2026年6月に更新した“今日のこの1曲”コーナー


廃盤・生産中止、規格番号の変更など、
情報が古くなっている商品もございますが、ご了承くださいませ。
<最新の“今日のこの1曲”はこちらのページをご覧ください>


2026年6月1日(月) HALFBY 「Between Them」 feat MIYA (Alborg)

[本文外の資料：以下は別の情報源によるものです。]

// Licensed to the Apache Software Foundation (ASF) under one
// or more contributor license agreements.  See the NOTICE file
// distributed with this work for additional information
// regarding copyright ownership.  The ASF licenses this file
// to you under the Apache License, Version 2.0 (the
// "License"); you may not use this file except in compliance
// with the License.  You may obtain a copy of the License at
//
//   http://www.apache.org/licenses/LICENSE-2.0
//
// Unless required by applicable law or agreed to in writing,
// software distributed under the License is distributed on an
// "AS IS" BASIS, WITHOUT WARRANTIES OR CONDITIONS OF ANY
// KIND, either express or implied.  See the License for the
// specific language governing permissions and limitations
// under the License.

//! Foreman error types

use std::{
    error::Error,
    fmt::{Display, Formatter},
    result,
};

/// Result type alias for Foreman operations.
pub type Result<T> = result::Result<T, ForemanError>;

/// Foreman error types for executor allocation.
#[derive(Debug)]
pub enum ForemanError {
    /// General error with a descriptive message.
    General(String),
    /// Internal error indicating a bug or unexpected state.
    Internal(String),
    /// Configuration error with invalid settings.
    Configuration(String),
    /// Transient error surfaced by the Resource Manager; the caller is
    /// expected to retry at the next heartbeat.
    ResourceManager(String),
    /// The executor is not and has never been known to the allocator.
    UnknownExecutor(String),
    /// Tokio task join error.
    TokioError(tokio::task::JoinError),
    /// Operation was cancelled.
    Cancelled,
}

impl From<String> for ForemanError {
    fn from(e: String) -> Self {
        ForemanError::General(e)
    }
}

impl From<tokio::task::JoinError> for ForemanError {
    fn from(e: tokio::task::JoinError) -> Self {
        ForemanError::TokioError(e)
    }
}

impl Display for ForemanError {
    fn fmt(&self, f: &mut Formatter) -> std::fmt::Result {
        match self {
            ForemanError::General(desc) => write!(f, "General error: {desc}"),
            ForemanError::Internal(desc) => {
                write!(f, "Internal Foreman error: {desc}")
            }
            ForemanError::Configuration(desc) => {
                write!(f, "Configuration error: {desc}")
            }
            ForemanError::ResourceManager(desc) => {
                write!(f, "Resource Manager error: {desc}")
            }
            ForemanError::UnknownExecutor(executor_id) => {
                write!(f, "Unknown executor: {executor_id}")
            }
            ForemanError::TokioError(desc) => write!(f, "Tokio join error: {desc}"),
            ForemanError::Cancelled => write!(f, "Operation cancelled"),
        }
    }
}

impl Error for ForemanError {}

1990年代の音楽、ファッション、カルチャーが再注目されているのを感じています。

オアシス2025年来日が大盛り上がりだったり、ニルヴァーナ、ビョークのTシャツを着ている人が多かったり。
90's渋谷系の音楽を好きな10~20代の若い方も結構いらっしゃるんですよね。

でも、ハンズが2026年11月に閉店、渋谷西武が9月末閉店と、90's渋谷を象徴する建物がなくなるのは寂しいな。
昔よく行ったレコード店もほとんど無くなったし、時代の流れでしょうか。

さて、90年代のノスタルジーを覚えつつ、現代の音とセンスで構築されたHALFBYの新譜が出ました。

・HALFBY『The Sound Of Memory Lane』
(国内CD SECOND ROYAL RECORDS SRCD-075 2,970円)

HALFBY(ハーフビー)は京都在住のDJ/トラックメイカー高橋孝博によるソロ・ユニット。
本作は、ジャケットに90's・00'sとデザインされているように、当時のサウンドやエッセンスがミックスされた快作です。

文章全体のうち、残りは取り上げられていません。